The Wright Center for Graduate Medical Education Scranton, PA
Himani Mongia, MBBS1, Tejas Nikumbh, MD2, Udit Asija, MD3, Keerthy Gopalakrishnan, MD1, Jyoti Yadav, MD1, Sunny Kumar, MD4, Peter Iskander, MD1, Masoud Firouzi, MD5 1The Wright Center for Graduate Medical Education, Scranton, PA; 2The Wright Center for Graduate Medical Education, Dunmore, PA; 3The Wright Center for Graduate Medical Education, Throop, PA; 4Wright Center for Graduate Medical Education, Scranton, PA; 5Wilkes Barre VA Medical Center, Wilkes-Barre, PA Introduction: Bezoars are aggregates of indigestible material within the gastrointestinal tract, commonly presenting with nonspecific symptoms such as abdominal pain, nausea, and loss of appetite. Risk factors include previous gastric surgery, diabetes mellitus with gastroparesis, persimmon ingestion, poor mastication, and certain psychiatric conditions. Bezoars can be managed through dissolution, mechanical fragmentation, or endoscopic retrieval. Among dissolution agents, carbonated beverages such as Coca-Cola ® have been reported as effective in a few case reports with modes of delivery including nasogastric lavage, oral ingestion over several days, or endoscopic injection. We present a case of a chronic, large bezoar successfully treated with oral Coca-Cola administration.
Case Description/
Methods: A 64-year-old female with a history of asthma, hirsutism, hypertension, morbid obesity, hyperlipidemia, cyclothymia, and breast cancer status post partial right mastectomy was under evaluation for weight management and eating disorder. She reported intermittent dysphagia for one year warranting gastroenterology consultation. One year prior non-contrast CT thorax showed high-density material in the stomach, previously presumed to be residual tablets. Follow-up esophagogastroduodenoscopy (EGD) was performed revealing an unremarkable esophagus but a gastric phytobezoar occupying >50% of gastric volume obscuring mucosal visualization and further leading to premature procedure termination. The patient was instructed to ingest 3 liters of carbonated soda over 3-6 hours.

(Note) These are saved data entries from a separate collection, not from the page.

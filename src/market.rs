//! Market configuration and state.
//!
//! A market is one instrument on one underlying: its own order book, clearing
//! pool, insurance fund, funding state and risk parameters. Config is fixed at
//! creation except for the governance-tunable parameter blocks; state changes
//! with every trade, oracle refresh and keeper call.

use crate::account::MarketView;
use crate::adl::AdlParams;
use crate::fees::FeeConfig;
use crate::funding::{FundingParams, FundingState};
use crate::instrument::{Barrier, BarrierKind, InstrumentKind, OptionType};
use crate::liquidation::LiquidationParams;
use crate::margin::MarginParams;
use crate::mark_price::MarkPriceParams;
use crate::order::OrderBook;
use crate::types::{is_multiple_of, AccountId, AssetId, MarketId, OrderId, Price, Quote, SignedSize, Timestamp};
use rust_decimal::Decimal;
use rust_decimal_macros::dec;
use serde::{Deserialize, Serialize};
use std::collections::BTreeMap;

/// Filled orders a market remembers for late cancels.
pub const MAX_FILLED_ORDERS: usize = 10_000;

/// Market status
#[derive(Debug, Clone, Copy, PartialEq, Eq, Default, Serialize, Deserialize)]
pub enum MarketStatus {
    /// Market is open for trading
    #[default]
    Active,
    /// Trading halted by governance. Cancels still work.
    Paused,
    /// Dated market past settlement. Terminal.
    Settled,
}

/// Market configuration. Identity fields never change; the parameter blocks
/// can be replaced through admin entry points.
#[derive(Debug, Clone, Serialize, Deserialize)]
pub struct MarketConfig {
    pub id: MarketId,
    /// Human-readable name (e.g., "BTC-PERP")
    pub name: String,
    /// Underlying asset. Spot markets trade it; derivatives only reference its price.
    pub base_asset: AssetId,
    /// Settlement and margin asset
    pub quote_asset: AssetId,
    pub kind: InstrumentKind,
    pub min_order_size: Decimal,
    pub max_order_size: Decimal,
    /// Minimum price increment. Misaligned prices are rejected.
    pub tick_size: Decimal,
    /// Minimum size increment
    pub lot_size: Decimal,
    pub margin_params: MarginParams,
    pub mark_price_params: MarkPriceParams,
    pub funding_params: FundingParams,
    pub liquidation_params: LiquidationParams,
    pub fee_config: FeeConfig,
    pub adl_params: AdlParams,
    /// Oracle samples inside `[expiry - window, expiry]` feed the settlement TWAP.
    pub settlement_window_ms: i64,
}

impl MarketConfig {
    fn base(id: u32, name: &str, base_asset: AssetId, kind: InstrumentKind) -> Self {
        Self {
            id: MarketId(id),
            name: name.to_string(),
            base_asset,
            quote_asset: AssetId::USD,
            kind,
            min_order_size: dec!(0.0001),
            max_order_size: dec!(1000),
            tick_size: dec!(0.1),
            lot_size: dec!(0.0001),
            margin_params: MarginParams::default(),
            mark_price_params: MarkPriceParams::default(),
            funding_params: FundingParams::default(),
            liquidation_params: LiquidationParams::default(),
            fee_config: FeeConfig::default(),
            adl_params: AdlParams::default(),
            settlement_window_ms: 30 * 60_000,
        }
    }

    /// BTC perpetual margined in USD.
    pub fn btc_perp() -> Self {
        Self::base(1, "BTC-PERP", AssetId::BTC, InstrumentKind::Perpetual)
    }

    /// ETH/USD spot.
    pub fn eth_spot() -> Self {
        let mut config = Self::base(2, "ETH-USD", AssetId::ETH, InstrumentKind::Spot);
        config.min_order_size = dec!(0.001);
        config.max_order_size = dec!(10_000);
        config.lot_size = dec!(0.001);
        config.tick_size = dec!(0.01);
        config
    }

    /// Cash-settled BTC future.
    pub fn btc_future(expiry: Timestamp) -> Self {
        Self::base(3, "BTC-FUT", AssetId::BTC, InstrumentKind::Future { expiry })
    }

    /// European BTC call. Orders are quoted in premium.
    pub fn btc_call(strike: Price, expiry: Timestamp) -> Self {
        let mut config = Self::base(
            4,
            "BTC-CALL",
            AssetId::BTC,
            InstrumentKind::Option {
                expiry,
                strike,
                option_type: OptionType::Call,
                barrier: None,
            },
        );
        config.tick_size = dec!(0.01);
        config.lot_size = dec!(0.01);
        config.min_order_size = dec!(0.01);
        config
    }

    pub fn btc_barrier_call(strike: Price, level: Price, barrier_kind: BarrierKind, expiry: Timestamp) -> Self {
        let mut config = Self::btc_call(strike, expiry);
        config.id = MarketId(5);
        config.name = "BTC-BARRIER-CALL".to_string();
        config.kind = InstrumentKind::Option {
            expiry,
            strike,
            option_type: OptionType::Call,
            barrier: Some(Barrier {
                level,
                kind: barrier_kind,
            }),
        };
        config
    }

    pub fn with_id(mut self, id: MarketId) -> Self {
        self.id = id;
        self
    }

    pub fn validate(&self) -> Result<(), MarketError> {
        if self.tick_size <= Decimal::ZERO || self.lot_size <= Decimal::ZERO {
            return Err(MarketError::InvalidConfig("tick and lot size must be positive".to_string()));
        }
        if self.min_order_size < self.lot_size {
            return Err(MarketError::InvalidConfig("minimum order below one lot".to_string()));
        }
        if self.min_order_size > self.max_order_size {
            return Err(MarketError::InvalidConfig("minimum order above maximum".to_string()));
        }
        if self.settlement_window_ms < 0 {
            return Err(MarketError::InvalidConfig("negative settlement window".to_string()));
        }
        if !self.kind.is_spot() && self.base_asset == self.quote_asset {
            return Err(MarketError::InvalidConfig("underlying equals quote asset".to_string()));
        }
        self.margin_params.validate().map_err(MarketError::InvalidConfig)?;
        self.funding_params.validate().map_err(MarketError::InvalidConfig)?;
        self.liquidation_params.validate().map_err(MarketError::InvalidConfig)?;
        self.fee_config
            .validate()
            .map_err(|e| MarketError::InvalidConfig(e.to_string()))?;
        Ok(())
    }

    /// Validate an order size
    pub fn validate_size(&self, size: Decimal) -> Result<(), MarketError> {
        if size < self.min_order_size {
            return Err(MarketError::OrderTooSmall {
                size,
                minimum: self.min_order_size,
            });
        }
        if size > self.max_order_size {
            return Err(MarketError::OrderTooLarge {
                size,
                maximum: self.max_order_size,
            });
        }
        if !is_multiple_of(size, self.lot_size) {
            return Err(MarketError::InvalidLotSize {
                size,
                lot_size: self.lot_size,
            });
        }
        Ok(())
    }

    pub fn validate_price(&self, price: Price) -> Result<Price, MarketError> {
        if !is_multiple_of(price.value(), self.tick_size) {
            return Err(MarketError::InvalidTick {
                price,
                tick_size: self.tick_size,
            });
        }
        Ok(price)
    }

    /// `size * price`, or an error where the product leaves decimal range.
    pub fn notional(&self, size: Decimal, price: Price) -> Result<Decimal, MarketError> {
        size.checked_mul(price.value()).ok_or(MarketError::NotionalOverflow { size, price })
    }
}

/// Dynamic market state (changes during trading)
#[derive(Debug, Clone, Serialize, Deserialize)]
pub struct MarketState {
    pub config: MarketConfig,
    pub status: MarketStatus,
    pub order_book: OrderBook,
    pub funding_state: FundingState,
    /// Last validated oracle price of the underlying
    pub index_price: Option<Price>,
    /// Underlying price margin and pnl are measured against
    pub mark_price: Option<Price>,
    /// Smoothed premium for mark price calculation
    pub smoothed_premium: Decimal,
    pub open_interest_long: Decimal,
    pub open_interest_short: Decimal,
    pub last_trade_price: Option<Price>,
    /// Cumulative traded notional
    pub volume: Decimal,
    /// Latest oracle time at which the barrier was touched, at or before expiry.
    pub last_barrier_touch: Option<Timestamp>,
    /// Oracle samples inside the settlement window, in time order.
    pub settlement_samples: Vec<(Timestamp, Price)>,
    pub settlement_price: Option<Price>,
    /// Newest fully filled orders and their owners, so a late cancel is a no-op.
    pub filled_orders: BTreeMap<OrderId, AccountId>,
    /// Deficit neither insurance nor deleveraging could absorb.
    pub socialized_deficit: Quote,
    pub created_at: Timestamp,
    pub last_updated: Timestamp,
}

impl MarketState {
    pub fn new(config: MarketConfig, timestamp: Timestamp) -> Self {
        let order_book = OrderBook::new(config.id);
        let funding_state = FundingState::new(timestamp);

        Self {
            config,
            status: MarketStatus::Active,
            order_book,
            funding_state,
            index_price: None,
            mark_price: None,
            smoothed_premium: Decimal::ZERO,
            open_interest_long: Decimal::ZERO,
            open_interest_short: Decimal::ZERO,
            last_trade_price: None,
            volume: Decimal::ZERO,
            last_barrier_touch: None,
            settlement_samples: Vec::new(),
            settlement_price: None,
            filled_orders: BTreeMap::new(),
            socialized_deficit: Quote::zero(),
            created_at: timestamp,
            last_updated: timestamp,
        }
    }

    pub fn id(&self) -> MarketId {
        self.config.id
    }

    /// Remembers a fully filled order. Order ids only grow, so the oldest entry
    /// goes first once `MAX_FILLED_ORDERS` is reached.
    pub fn record_filled_order(&mut self, order_id: OrderId, owner: AccountId) {
        self.filled_orders.insert(order_id, owner);
        while self.filled_orders.len() > MAX_FILLED_ORDERS {
            self.filled_orders.pop_first();
        }
    }

    pub fn kind(&self) -> &InstrumentKind {
        &self.config.kind
    }

    pub fn is_active(&self) -> bool {
        self.status == MarketStatus::Active
    }

    pub fn is_settled(&self) -> bool {
        self.status == MarketStatus::Settled
    }

    /// At or past expiry. Never true for spot or perpetual markets.
    pub fn is_expired(&self, now: Timestamp) -> bool {
        self.config.kind.expiry().is_some_and(|expiry| now >= expiry)
    }

    /// Get effective mark price (falls back to index if no mark)
    pub fn effective_mark_price(&self) -> Option<Price> {
        self.mark_price.or(self.index_price)
    }

    /// Margin inputs for this market, once it has a price.
    pub fn view(&self) -> Option<MarketView<'_>> {
        let mark = self.effective_mark_price()?;
        Some(MarketView {
            kind: &self.config.kind,
            quote_asset: self.config.quote_asset,
            mark,
            funding_index: self.funding_state.cumulative_index,
            margin_params: &self.config.margin_params,
        })
    }

    // 12.1: open interest follows position size changes, one side at a time
    pub fn apply_position_change(&mut self, old: SignedSize, new: SignedSize) {
        let long = |s: SignedSize| s.value().max(Decimal::ZERO);
        let short = |s: SignedSize| (-s.value()).max(Decimal::ZERO);
        self.open_interest_long += long(new) - long(old);
        self.open_interest_short += short(new) - short(old);
    }

    pub fn record_trade(&mut self, price: Price, size: Decimal, timestamp: Timestamp) {
        self.last_trade_price = Some(price);
        self.volume = self.volume.saturating_add(size.saturating_mul(price.value()));
        self.last_updated = timestamp;
    }

    /// Longs minus shorts. Zero whenever every fill has a counterparty.
    pub fn net_open_interest(&self) -> Decimal {
        self.open_interest_long - self.open_interest_short
    }

    pub fn total_open_interest(&self) -> Decimal {
        self.open_interest_long.max(self.open_interest_short)
    }

    // 12.2: keeps samples that fall inside the settlement window
    pub fn record_settlement_sample(&mut self, at: Timestamp, price: Price) -> bool {
        let Some(expiry) = self.config.kind.expiry() else {
            return false;
        };
        let window_start = expiry.plus_millis(-self.config.settlement_window_ms);
        if at < window_start || at > expiry {
            return false;
        }
        if self.settlement_samples.last().is_some_and(|(last, _)| *last >= at) {
            return false;
        }
        self.settlement_samples.push((at, price));
        true
    }

    // 12.3: a touch after expiry does not count
    pub fn record_barrier(&mut self, at: Timestamp, underlying: Price) -> bool {
        let Some(barrier) = self.config.kind.barrier() else {
            return false;
        };
        if self.config.kind.expiry().is_some_and(|expiry| at > expiry) {
            return false;
        }
        if !barrier.touched_by(underlying) {
            return false;
        }
        if self.last_barrier_touch.map_or(true, |last| at > last) {
            self.last_barrier_touch = Some(at);
        }
        true
    }
}

#[derive(Debug, Clone, PartialEq, Eq, thiserror::Error)]
pub enum MarketError {
    #[error("Order size {size} below minimum {minimum}")]
    OrderTooSmall { size: Decimal, minimum: Decimal },

    #[error("Order size {size} above maximum {maximum}")]
    OrderTooLarge { size: Decimal, maximum: Decimal },

    #[error("Notional of {size} at {price} is out of range")]
    NotionalOverflow { size: Decimal, price: Price },

    #[error("Size {size} not aligned to lot size {lot_size}")]
    InvalidLotSize { size: Decimal, lot_size: Decimal },

    #[error("Price {price} not aligned to tick size {tick_size}")]
    InvalidTick { price: Price, tick_size: Decimal },

    #[error("Invalid market config: {0}")]
    InvalidConfig(String),
}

Repeat EGD the following day showed complete resolution of the bezoar, with no residual material in the stomach. Discussion: This case highlights the effectiveness of carbonated beverages such as Coca-Cola for the non-invasive management of a large, chronic gastric phytobezoar. While multiple treatment strategies exist, the use of carbonated beverages remains a safe, accessible, and cost-effective option. Dissolution with Coca-Cola is proposed to work through mucolytic effects as well as weak acid (H2CO3/H3PO4) based fiber matrix disruption. This approach may help avoid invasive interventions or aid in endoscopic interventions by making the bezoar malleable to removal. Continued awareness and documentation of such treatment successes are important to guide future management strategies.